Willie Sims

Personal information
- Full name: Jefferson Willie Sims
- Date of birth: 18 January 1984 (age 41)
- Place of birth: Guatemala City, Guatemala
- Height: 5 ft 9 in (1.75 m)
- Position: Forward

College career
- Years: Team / Apps / (Gls)
- 2002–2005: Cal State Northridge Matadors

Senior career*
- Years: Team / Apps / (Gls)
- 2006–2007: New England Revolution / 9 / (0)
- 2007: → Puerto Rico Islanders (loan) / 10 / (3)
- 2008: San Fernando Valley Quakes / 1 / (0)
- 2008: Miami FC / 10 / (0)
- 2008: Suchitepéquez / 5 / (0)
- 2009–2010: Hollywood United Hitmen / 12 / (6)
- 2010: Ventura County Fusion / 2 / (0)
- 2012–2014: Los Angeles Misioneros / 1 / (0)

International career^{‡}
- 2007: Guatemala / 1 / (0)

= Willie Sims (footballer) =

Guatemalan soccer player

Jefferson Willie Sims (born 18 January 1984) is a Guatemalan former professional footballer who played as a forward.

==Early life==
Sims grew up in the San Fernando Valley area of Los Angeles, California, attended Reseda High School, and then played college soccer at California State University, Northridge from 2003 to 2005, redshirting in 2002. Sims was named the Big West Conference Co-Offensive Player of the Year in the 2003 and 2004 seasons, and NSCAA First-Team All-American in the 2005 season. CSUN made the NCAA Men's Soccer Championship tournament all three seasons that Sims was on the team.
==Club career==
Sims was drafted in the second round (23rd overall) of the 2006 MLS SuperDraft by New England Revolution. He saw little time in his rookie season, but showed much potential for the Revolution, and was praised by Revolution head coach Steve Nicol. Sims led the Revolution's reserve squad in the 2006 season with 3 goals in ten games (the entire team only scored 9). His best performance for New England came in a pre-season exhibition match against Bermuda U-21 team, in which he scored 3 goals. He also had an assist in a mid-season exhibition against Scottish giants Celtic.

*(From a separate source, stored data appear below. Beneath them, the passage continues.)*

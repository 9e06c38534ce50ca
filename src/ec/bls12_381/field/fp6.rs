//! Cubic extension `Fp6 = Fp2[v]/(v³ − (u+1))`.

use core::fmt;

use rand_core::RngCore;
use subtle::{Choice, ConditionallySelectable, ConstantTimeEq, CtOption};

use super::fp::Fp;
use super::fp2::Fp2;

/// (u+1)^((p−1)/3), the multiplier of the v-coefficient under the p-power
/// Frobenius. Purely imaginary.
const FROB6_V1: Fp2 = Fp2 {
    c0: Fp::from_raw_unchecked([0, 0, 0, 0, 0, 0]),
    c1: Fp::from_raw_unchecked([
        0xcd03_c9e4_8671_f071,
        0x5dab_2246_1fcd_a5d2,
        0x5870_42af_d385_1b95,
        0x8eb6_0ebe_01ba_cb9e,
        0x03f9_7d6e_83d0_50d2,
        0x18f0_2065_5463_8741,
    ]),
};

/// (u+1)^((2p−2)/3), the multiplier of the v²-coefficient under the p-power
/// Frobenius. Purely real.
const FROB6_V2: Fp2 = Fp2 {
    c0: Fp::from_raw_unchecked([
        0x890d_c9e4_8675_45c3,
        0x2af3_2253_3285_a5d5,
        0x5088_0866_309b_7e2c,
        0xa20d_1b8c_7e88_1024,
        0x14e4_f04f_e2db_9068,
        0x14e5_6d3f_1564_853a,
    ]),
    c1: Fp::from_raw_unchecked([0, 0, 0, 0, 0, 0]),
};

/// Element `c0 + c1·v + c2·v²` of Fp6, with `v³ = u + 1`.
#[derive(Copy, Clone, Default)]
pub struct Fp6 {
    /// Coefficient of v⁰
    pub c0: Fp2,
    /// Coefficient of v¹
    pub c1: Fp2,
    /// Coefficient of v²
    pub c2: Fp2,
}

impl Fp6 {
    /// Length in bytes of the canonical encoding.
    pub const SIZE: usize = 3 * Fp2::SIZE;

    /// Additive identity.
    #[inline]
    pub const fn zero() -> Fp6 {
        Fp6 {
            c0: Fp2::zero(),
            c1: Fp2::zero(),
            c2: Fp2::zero(),
        }
    }

    /// Multiplicative identity.
    #[inline]
    pub const fn one() -> Fp6 {
        Fp6 {
            c0: Fp2::one(),
            c1: Fp2::zero(),
            c2: Fp2::zero(),
        }
    }

    /// Mask-valued test for the additive identity.
    pub fn is_zero(&self) -> Choice {
        self.c0.is_zero() & self.c1.is_zero() & self.c2.is_zero()
    }

    /// Componentwise addition.
    #[inline]
    pub const fn add(&self, rhs: &Fp6) -> Fp6 {
        Fp6 {
            c0: self.c0.add(&rhs.c0),
            c1: self.c1.add(&rhs.c1),
            c2: self.c2.add(&rhs.c2),
        }
    }

    /// Componentwise subtraction.
    #[inline]
    pub const fn sub(&self, rhs: &Fp6) -> Fp6 {
        Fp6 {
            c0: self.c0.sub(&rhs.c0),
            c1: self.c1.sub(&rhs.c1),
            c2: self.c2.sub(&rhs.c2),
        }
    }

    /// Componentwise negation.
    #[inline]
    pub const fn neg(&self) -> Fp6 {
        Fp6 {
            c0: self.c0.neg(),
            c1: self.c1.neg(),
            c2: self.c2.neg(),
        }
    }

    /// Multiplication by `v`, the cyclic shift
    /// `(c0, c1, c2) ↦ (c2·(u+1), c0, c1)`.
    ///
    /// Exposed so that Fp12 multiplication can fold the v-twist without a
    /// general Fp6 product.
    #[inline]
    pub const fn mul_beta(&self) -> Fp6 {
        Fp6 {
            c0: self.c2.mul_by_nonresidue(),
            c1: self.c0,
            c2: self.c1,
        }
    }

    /// Karatsuba multiplication for cubic extensions: three diagonal
    /// products and three cross sums, with the v³ = u+1 twist.
    #[inline]
    pub const fn mul(&self, rhs: &Fp6) -> Fp6 {
        let v0 = self.c0.mul(&rhs.c0);
        let v1 = self.c1.mul(&rhs.c1);
        let v2 = self.c2.mul(&rhs.c2);

        let p0 = self.c1.add(&self.c2).mul(&rhs.c1.add(&rhs.c2));
        let p1 = self.c0.add(&self.c1).mul(&rhs.c0.add(&rhs.c1));
        let p2 = self.c0.add(&self.c2).mul(&rhs.c0.add(&rhs.c2));

        Fp6 {
            c0: p0.sub(&v1).sub(&v2).mul_by_nonresidue().add(&v0),
            c1: p1.sub(&v0).sub(&v1).add(&v2.mul_by_nonresidue()),
            c2: p2.sub(&v0).sub(&v2).add(&v1),
        }
    }

    /// Squaring via the five-product SQR3 schedule.
    #[inline]
    pub const fn square(&self) -> Fp6 {
        let s0 = self.c0.square();
        let s1 = self.c0.mul(&self.c1).double();
        let s2 = self.c0.add(&self.c2).sub(&self.c1).square();
        let s3 = self.c1.mul(&self.c2).double();
        let s4 = self.c2.square();

        Fp6 {
            c0: s3.mul_by_nonresidue().add(&s0),
            c1: s4.mul_by_nonresidue().add(&s1),
            c2: s1.add(&s2).add(&s3).sub(&s0).sub(&s4),
        }
    }

    /// The p-power Frobenius: conjugate each coefficient, then scale the
    /// v and v² coefficients by the fixed cube-root multipliers.
    #[inline]
    pub const fn frobenius_map(&self) -> Fp6 {
        Fp6 {
            c0: self.c0.frobenius_map(),
            c1: self.c1.frobenius_map().mul(&FROB6_V1),
            c2: self.c2.frobenius_map().mul(&FROB6_V2),
        }
    }

    /// Multiplicative inverse via the adjugate of the multiplication
    /// matrix. Returns `None` for zero.
    pub fn invert(&self) -> CtOption<Fp6> {
        let t0 = self.c0.square() - (self.c1 * self.c2).mul_by_nonresidue();
        let t1 = self.c2.square().mul_by_nonresidue() - self.c0 * self.c1;
        let t2 = self.c1.square() - self.c0 * self.c2;

        let det = ((self.c1 * t2 + self.c2 * t1).mul_by_nonresidue()) + self.c0 * t0;

        det.invert().map(|d| Fp6 {
            c0: t0 * d,
            c1: t1 * d,
            c2: t2 * d,
        })
    }

    /// Decodes the canonical 288-byte encoding `c2 ‖ c1 ‖ c0`
    /// (higher-degree coefficient first).
    pub fn from_bytes(bytes: &[u8; 288]) -> CtOption<Fp6> {
        let mut b2 = [0u8; 96];
        let mut b1 = [0u8; 96];
        let mut b0 = [0u8; 96];
        b2.copy_from_slice(&bytes[..96]);
        b1.copy_from_slice(&bytes[96..192]);
        b0.copy_from_slice(&bytes[192..]);

        Fp2::from_bytes(&b2).and_then(|c2| {
            Fp2::from_bytes(&b1)
                .and_then(|c1| Fp2::from_bytes(&b0).map(|c0| Fp6 { c0, c1, c2 }))
        })
    }

    /// Canonical 288-byte encoding `c2 ‖ c1 ‖ c0`.
    pub fn to_bytes(self) -> [u8; 288] {
        let mut res = [0u8; 288];
        res[..96].copy_from_slice(&self.c2.to_bytes());
        res[96..192].copy_from_slice(&self.c1.to_bytes());
        res[192..].copy_from_slice(&self.c0.to_bytes());
        res
    }

    /// Uniform random element.
    pub(crate) fn random(mut rng: impl RngCore) -> Fp6 {
        Fp6 {
            c0: Fp2::random(&mut rng),
            c1: Fp2::random(&mut rng),
            c2: Fp2::random(&mut rng),
        }
    }
}

impl From<Fp2> for Fp6 {
    fn from(f: Fp2) -> Fp6 {
        Fp6 {
            c0: f,
            c1: Fp2::zero(),
            c2: Fp2::zero(),
        }
    }
}

impl fmt::Debug for Fp6 {
    fn fmt(&self, f: &mut fmt::Formatter) -> fmt::Result {
        write!(f, "({:?}) + ({:?})*v + ({:?})*v^2", self.c0, self.c1, self.c2)
    }
}

#[cfg(feature = "zeroize")]
impl zeroize::DefaultIsZeroes for Fp6 {}

impl ConstantTimeEq for Fp6 {
    fn ct_eq(&self, other: &Fp6) -> Choice {
        self.c0.ct_eq(&other.c0) & self.c1.ct_eq(&other.c1) & self.c2.ct_eq(&other.c2)
    }
}

impl ConditionallySelectable for Fp6 {
    fn conditional_select(a: &Fp6, b: &Fp6, choice: Choice) -> Fp6 {
        Fp6 {
            c0: Fp2::conditional_select(&a.c0, &b.c0, choice),
            c1: Fp2::conditional_select(&a.c1, &b.c1, choice),
            c2: Fp2::conditional_select(&a.c2, &b.c2, choice),
        }
    }
}

impl Eq for Fp6 {}
impl PartialEq for Fp6 {
    #[inline]
    fn eq(&self, other: &Fp6) -> bool {
        bool::from(self.ct_eq(other))
    }
}

impl_binops_additive!(Fp6);
impl_binops_multiplicative!(Fp6);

During his second year, Sims only saw regular time for the reserves, so the New England management decided to loan out Sims to the USL First Division side Puerto Rico Islanders to gain more experience and minutes. Sims made ten appearances for the Islanders, and became the first Islanders player ever to score a hattrick (against Miami FC on August 19).

Sims returned to New England for the final few months of the season, but was waived at the end of 2007. He subsequently signed for PDL side San Fernando Valley Quakes, where his brother Oscar has also played, and played one game for them against Ventura County Fusion, before signing with Miami FC of the USL First Division in June 2008.

Sims spent the rest of the 2008 USL season with Miami FC in the USL First Division, playing nine games during the final couple of months of the year, before and then travelled home to Guatemala when he signed with Suchitepéquez of the Liga Nacional de Fútbol de Guatemala in October 2008.

Sims was released by Suchitepéquez in early 2009 and, having been unable to secure a professional contract elsewhere, signed for Hollywood United Hitmen in the USL Premier Development League in June. He made his debut, and scored his first goal for the team, on June 4, 2009, in a 3-2 loss to Ventura County Fusion. After starting the 2010 PDL season with the Hitmen he was released during the campaign, and switched to their league rivals Ventura County Fusion.

After spending a year out of the game in 2011, Sims signed to play for the Los Angeles Misioneros in the USL Premier Development League in 2012.

==International career==
Sims's name was often discussed as a potential player for the Guatemalan National Team. Sims was born in Guatemala, and his father Oscar played for the national team and in the Guatemalan League.

Before the 2006 MLS SuperDraft, Sims said he had no interest in playing for La Azul y Blanco, and that he was even considering becoming an American citizen, in hopes of one day playing for the U.S. National Team.

By November 2006, Sims had changed his position, telling La Opinión that he would be interested in playing for Guatemala in the UNCAF Nations Cup 2007, and nearly joining the squad for a friendly against Venezuela on November 15.

Sims finally made his debut for the Guatemalan national team on 17 November 2007 in a game against Honduras, coming off the bench in the 85th minute. It was his first appearance at any national level, having been ignored by Guatemala at youth level in spite of his college performances. He would have also been in the Guatemalan Olympic team, but missed out because of the U23 rule that applies for that competition. As of January 2010, he did not add any caps to his tally.